The tour had not included the inside of St. Peter’s Basilica, so she was thrilled to be able to enter. “I took one look inside the basilica and was totally blown away,” Salazar says, adding, “It was just so amazing.”

Admitting that she is not normally comfortable around the body of someone who has died, Salazar says the experience “was kind of heartwarming that they allowed people to see him. It was so great to see (all) the people. There were a lot of tourists and groups as well as the teen jubilee group. I heard so many different languages. So great they came all this way and got to experience it.”

ACC Director of Admissions Jacquie May was among the chaperones. She was in Rome with her family at Christmastime in 2019 and present for Pope Francis’ Christmas blessing. Her experience of the visitation was “just incredible,” she says. “I get chills; it moved me beyond words.”

“I was so pleased,” May adds, “that the students grasped how this was an opportunity of a lifetime. They were patient (in line) and willing to deviate from some of the tour’s other sites.”

The group traveled from April 17-27, and the tour began in Switzerland before going to Italy’s Venice, Florence, Assisi and Rome.
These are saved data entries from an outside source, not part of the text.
//! Distance metrics for vector similarity calculation.

use rayon::prelude::*;
use serde::{Deserialize, Serialize};

use crate::error::{IntentifyError, Result};

/// Distance metrics for vector comparison.
#[derive(Debug, Clone, Copy, PartialEq, Eq, Serialize, Deserialize, Default)]
#[serde(rename_all = "lowercase")]
pub enum DistanceMetric {
    /// Cosine distance (1 - cosine similarity)
    #[default]
    Cosine,
    /// Euclidean (L2) distance
    Euclidean,
    /// Manhattan (L1) distance
    Manhattan,
}

impl DistanceMetric {
    /// Calculate the distance between two vectors using this metric.
    pub fn distance(&self, a: &[f32], b: &[f32]) -> Result<f64> {
        if a.len() != b.len() {
            return Err(IntentifyError::invalid_argument(format!(
                "Vector dimensions must match for distance calculation ({} vs {})",
                a.len(),
                b.len()
            )));
        }

        let result = match self {
            DistanceMetric::Cosine => 1.0 - cosine_similarity(a, b),
            DistanceMetric::Euclidean => a
                .iter()
                .zip(b.iter())
                .map(|(&x, &y)| (x as f64 - y as f64).powi(2))
                .sum::<f64>()
                .sqrt(),
            DistanceMetric::Manhattan => a
                .iter()
                .zip(b.iter())
                .map(|(&x, &y)| (x as f64 - y as f64).abs())
                .sum(),
        };

        Ok(result)
    }

    /// Get the name of this distance metric.
    pub fn name(&self) -> &'static str {
        match self {
            DistanceMetric::Cosine => "cosine",
            DistanceMetric::Euclidean => "euclidean",
            DistanceMetric::Manhattan => "manhattan",
        }
    }

    /// Parse a distance metric from a string.
    pub fn parse_str(s: &str) -> Result<Self> {
        match s.to_lowercase().as_str() {
            "cosine" => Ok(DistanceMetric::Cosine),
            "euclidean" | "l2" => Ok(DistanceMetric::Euclidean),
            "manhattan" | "l1" => Ok(DistanceMetric::Manhattan),
            _ => Err(IntentifyError::invalid_argument(format!(
                "Unknown distance metric: {s}"
            ))),
        }
    }

    /// Calculate distance between a query vector and multiple vectors in parallel.
    pub fn batch_distance_parallel(&self, query: &[f32], vectors: &[&[f32]]) -> Result<Vec<f64>> {
        if vectors.is_empty() {
            return Ok(Vec::new());
        }

        if vectors.len() < 100 {
            return vectors
                .iter()
                .map(|v| self.distance(query, v))
                .collect::<Result<Vec<_>>>();
        }

        vectors
            .par_iter()
            .map(|v| self.distance(query, v))
            .collect::<Result<Vec<_>>>()
    }
}

/// Cosine similarity in `[-1, 1]`.
///
/// A zero vector has no direction; its similarity to anything is 0, so its
/// cosine distance to anything is 1.
pub fn cosine_similarity(a: &[f32], b: &[f32]) -> f64 {
    let mut dot = 0.0f64;
    let mut norm_a = 0.0f64;
    let mut norm_b = 0.0f64;
    for (&x, &y) in a.iter().zip(b.iter()) {
        let (x, y) = (x as f64, y as f64);
        dot += x * y;
        norm_a += x * x;
        norm_b += y * y;
    }

    if norm_a == 0.0 || norm_b == 0.0 {
        0.0
    } else {
        (dot / (norm_a.sqrt() * norm_b.sqrt())).clamp(-1.0, 1.0)
    }
}

#[cfg(test)]
mod tests {
    use super::*;

    #[test]
    fn test_cosine_distance() {
        let metric = DistanceMetric::Cosine;
        let d = metric.distance(&[1.0, 0.0], &[1.0, 0.0]).unwrap();
        assert!(d.abs() < 1e-12);

        let d = metric.distance(&[1.0, 0.0], &[0.0, 1.0]).unwrap();
        assert_eq!(d, 1.0);

        let d = metric.distance(&[1.0, 0.0], &[-1.0, 0.0]).unwrap();
        assert_eq!(d, 2.0);
    }

    #[test]
    fn test_zero_vector_is_maximally_distant() {
        let metric = DistanceMetric::Cosine;
        assert_eq!(metric.distance(&[0.0, 0.0], &[1.0, 2.0]).unwrap(), 1.0);
        assert_eq!(metric.distance(&[0.0, 0.0], &[0.0, 0.0]).unwrap(), 1.0);
        assert_eq!(cosine_similarity(&[0.0, 0.0], &[1.0, 2.0]), 0.0);
    }

    #[test]
    fn test_euclidean_and_manhattan() {
        assert_eq!(
            DistanceMetric::Euclidean
                .distance(&[0.0, 0.0], &[3.0, 4.0])
                .unwrap(),
            5.0
        );
        assert_eq!(
            DistanceMetric::Manhattan
                .distance(&[0.0, 0.0], &[3.0, 4.0])
                .unwrap(),
            7.0
        );
    }

    #[test]
    fn test_dimension_mismatch() {
        assert!(DistanceMetric::Cosine.distance(&[1.0], &[1.0, 0.0]).is_err());
    }

    #[test]
    fn test_parse_str() {
        assert_eq!(DistanceMetric::parse_str("COSINE").unwrap(), DistanceMetric::Cosine);
        assert_eq!(DistanceMetric::parse_str("l2").unwrap(), DistanceMetric::Euclidean);
        assert_eq!(DistanceMetric::parse_str("l1").unwrap(), DistanceMetric::Manhattan);
        assert!(DistanceMetric::parse_str("hamming").is_err());
    }

    #[test]
    fn test_batch_distance_parallel() {
        let query = [1.0f32, 0.0];
        let a = [1.0f32, 0.0];
        let b = [0.0f32, 1.0];
        let many: Vec<&[f32]> = (0..150).map(|i| if i % 2 == 0 { &a[..] } else { &b[..] }).collect();

        let distances = DistanceMetric::Cosine
            .batch_distance_parallel(&query, &many)
            .unwrap();

        assert_eq!(distances.len(), 150);
        assert!(distances[0].abs() < 1e-12);
        assert_eq!(distances[1], 1.0);
    }
}
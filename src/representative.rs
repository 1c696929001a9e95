//! Representative selection: one member sentence per cluster, the one whose
//! embedding lies closest to the cluster centroid.

use serde::{Deserialize, Serialize};

use crate::cluster::ClusterAssignment;
use crate::error::{IntentifyError, Result};
use crate::vector::Vector;
use crate::vector::core::distance::cosine_similarity;

/// The sentence chosen to stand for one cluster.
#[derive(Debug, Clone, PartialEq, Serialize, Deserialize)]
pub struct Representative {
    /// Cluster id the sentence represents.
    pub cluster: usize,
    /// Index of the sentence in the input list.
    pub index: usize,
    /// Sentence text, trimmed.
    pub sentence: String,
    /// Cosine similarity between the sentence embedding and the centroid.
    pub similarity: f64,
}

/// Pick a representative for every cluster of `assignment`.
///
/// `sentences`, `embeddings` and `assignment` must be index-aligned. The
/// result is ordered by cluster id. Ties on similarity go to the member
/// that appears first in the input.
///
/// # Examples
///
/// ```
/// use intentify::cluster::ClusterAssignment;
/// use intentify::representative::select_representatives;
/// use intentify::vector::Vector;
///
/// let sentences = vec!["a".to_string(), "b".to_string(), "c".to_string()];
/// let embeddings = vec![
///     Vector::new(vec![1.0, 0.0]),
///     Vector::new(vec![0.8, 0.6]),
///     Vector::new(vec![0.6, 0.8]),
/// ];
/// let assignment = ClusterAssignment::from_labels(&[0, 0, 0]);
///
/// let reps = select_representatives(&sentences, &embeddings, &assignment).unwrap();
/// assert_eq!(reps[0].sentence, "b");
/// ```
pub fn select_representatives(
    sentences: &[String],
    embeddings: &[Vector],
    assignment: &ClusterAssignment,
) -> Result<Vec<Representative>> {
    if sentences.len() != embeddings.len() || sentences.len() != assignment.len() {
        return Err(IntentifyError::invalid_argument(format!(
            "misaligned inputs: {} sentences, {} embeddings, {} assignments",
            sentences.len(),
            embeddings.len(),
            assignment.len()
        )));
    }

    assignment
        .groups()
        .into_iter()
        .enumerate()
        .map(|(cluster, members)| {
            let centroid = Vector::mean(members.iter().map(|&i| &embeddings[i]))?;

            let mut best: Option<(usize, f64)> = None;
            for &index in &members {
                let similarity = cosine_similarity(&centroid.data, &embeddings[index].data);
                if best.is_none_or(|(_, best_sim)| similarity > best_sim) {
                    best = Some((index, similarity));
                }
            }

            let (index, similarity) = best.ok_or_else(|| {
                IntentifyError::cluster(format!("cluster {cluster} has no members"))
            })?;

            Ok(Representative {
                cluster,
                index,
                sentence: sentences[index].trim().to_string(),
                similarity,
            })
        })
        .collect()
}
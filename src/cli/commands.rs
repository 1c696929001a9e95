//! Command implementations for the Intentify CLI.

use std::fs;
use std::time::Instant;

use crate::cache::IntentCache;
use crate::classify::IntentData;
use crate::cli::args::*;
use crate::cli::output::*;
use crate::config::Config;
use crate::corpus::{install_corpus, read_corpus};
use crate::error::{IntentifyError, Result};
use crate::service::IntentService;

/// Execute a CLI command.
pub fn execute_command(args: IntentifyArgs) -> Result<()> {
    let config = args.load_config()?;

    match &args.command {
        Command::Classify(classify_args) => classify(classify_args, &config, &args),
        Command::Upload(upload_args) => upload(upload_args, &config, &args),
        Command::ClearCache => clear_cache(&config, &args),
        Command::Metadata(metadata_args) => show_metadata(metadata_args, &config, &args),
    }
}

/// Classify the corpus and print the report.
fn classify(args: &ClassifyArgs, config: &Config, cli_args: &IntentifyArgs) -> Result<()> {
    let granularity = resolve_granularity(args.granularity, config)?;
    let start = Instant::now();

    let data = match &args.data {
        Some(path) => {
            if !path.is_file() {
                return Err(IntentifyError::invalid_argument(format!(
                    "corpus file not found: {}",
                    path.display()
                )));
            }
            let corpus = read_corpus(Some(path));
            let classifier = config.build_classifier()?;
            let intents = classifier.classify(&corpus.sentences, granularity)?;
            IntentData::new(granularity, &corpus, intents)
        }
        None => {
            let service = IntentService::from_config(config)?;
            if args.no_cache {
                service.compute(granularity)?
            } else {
                service.intent_data(granularity)?
            }
        }
    };

    log::info!(
        "Found {} intents at granularity {granularity} in {:.2?}",
        data.metadata.intents,
        start.elapsed()
    );

    let horizontal = config.histogram_horizontal && !args.vertical;
    output_intent_data(&data, cli_args, horizontal)
}

/// Install a corpus file and drop every cached run. Models are not loaded.
fn upload(args: &UploadArgs, config: &Config, cli_args: &IntentifyArgs) -> Result<()> {
    let contents = fs::read(&args.file).map_err(|e| {
        IntentifyError::invalid_argument(format!("cannot read {}: {e}", args.file.display()))
    })?;

    let target = config.data_file();
    install_corpus(&target, &contents)?;
    IntentCache::open(&config.cache_dir)?.clear()?;

    output_status(
        &format!("Installed {} as {}", args.file.display(), target.display()),
        &StatusResult {
            action: "upload".to_string(),
            path: target.to_string_lossy().to_string(),
        },
        cli_args,
    )
}

fn clear_cache(config: &Config, cli_args: &IntentifyArgs) -> Result<()> {
    let cache = IntentCache::open(&config.cache_dir)?;
    cache.clear()?;

    output_status(
        &format!("Cleared {}", cache.dir().display()),
        &StatusResult {
            action: "clear-cache".to_string(),
            path: cache.dir().to_string_lossy().to_string(),
        },
        cli_args,
    )
}

/// Print only the metadata of a run, computing it if it is not cached.
fn show_metadata(args: &MetadataArgs, config: &Config, cli_args: &IntentifyArgs) -> Result<()> {
    let granularity = resolve_granularity(args.granularity, config)?;
    let service = IntentService::from_config(config)?;
    let data = service.intent_data(granularity)?;

    output_metadata(&data.metadata, cli_args)
}
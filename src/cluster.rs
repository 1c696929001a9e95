//! Cluster engine: hierarchical agglomerative clustering of sentence
//! embeddings, sized automatically by a granularity-derived threshold.

pub mod agglomerative;
pub mod granularity;
pub mod linkage;

pub use agglomerative::{AgglomerativeClustering, ClusterAssignment, Merge};
pub use granularity::Granularity;
pub use linkage::Linkage;
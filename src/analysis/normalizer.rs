//! Sentence normalization ahead of embedding.
//!
//! [`TextNormalizer`] lowercases each sentence, deletes punctuation, drops
//! stopwords and lemmatizes what is left, then rejoins the surviving tokens
//! with single spaces. Output is positionally aligned with the input: a
//! sentence made only of stopwords or punctuation normalizes to `""` and keeps
//! its slot, because later stages index embeddings by sentence position.

use std::sync::Arc;

use crate::analysis::analyzer::{Analyzer, PipelineAnalyzer};
use crate::analysis::char_filter::lowercase::LowercaseCharFilter;
use crate::analysis::char_filter::pattern_replace::PatternReplaceCharFilter;
use crate::analysis::token_filter::lemma::LemmaFilter;
use crate::analysis::token_filter::stop::StopFilter;
use crate::analysis::tokenizer::regex::RegexTokenizer;
use crate::error::Result;

/// Turns raw sentences into the normalized strings the encoder consumes.
#[derive(Clone, Debug)]
pub struct TextNormalizer {
    analyzer: PipelineAnalyzer,
}

impl TextNormalizer {
    /// Create a normalizer with the English pipeline:
    /// lowercase → strip punctuation → whitespace split → stopwords → lemma.
    pub fn new() -> Result<Self> {
        let analyzer = PipelineAnalyzer::new(Arc::new(RegexTokenizer::whitespace()?))
            .add_char_filter(Arc::new(LowercaseCharFilter::new()))
            .add_char_filter(Arc::new(PatternReplaceCharFilter::strip_punctuation()?))
            .add_filter(Arc::new(StopFilter::new()))
            .add_filter(Arc::new(LemmaFilter::new()))
            .with_name("english_normalizer");

        Ok(Self::with_analyzer(analyzer))
    }

    /// Create a normalizer around a custom analysis pipeline.
    pub fn with_analyzer(analyzer: PipelineAnalyzer) -> Self {
        Self { analyzer }
    }

    /// Normalize a single sentence.
    pub fn normalize(&self, sentence: &str) -> Result<String> {
        let tokens: Vec<String> = self
            .analyzer
            .analyze(sentence)?
            .filter(|token| !token.is_stopped())
            .map(|token| token.text)
            .collect();

        Ok(tokens.join(" "))
    }

    /// Normalize every sentence, preserving order and length.
    pub fn normalize_all(&self, sentences: &[String]) -> Result<Vec<String>> {
        sentences
            .iter()
            .map(|sentence| self.normalize(sentence))
            .collect()
    }
}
In Assisi, they had the opportunity to view the body of Carlo Acutis whose planned canonization was postponed when Pope Francis died.

Salazar says she first had thought to join a tour group that was heading to London, but her mother suggested, “Why don’t you try somewhere different?”

Since the colosseum, Salazar says, was on her “bucket list,” she chose Italy as her “somewhere different.” And that led to the likely-once-in-a-lifetime chance to experience one step of the transition from one Holy Father to another.

“I had an amazing time,” Salazar says, adding that she tossed a coin into the Trevi Fountain because custom has it that when you do, you definitely will return to Rome.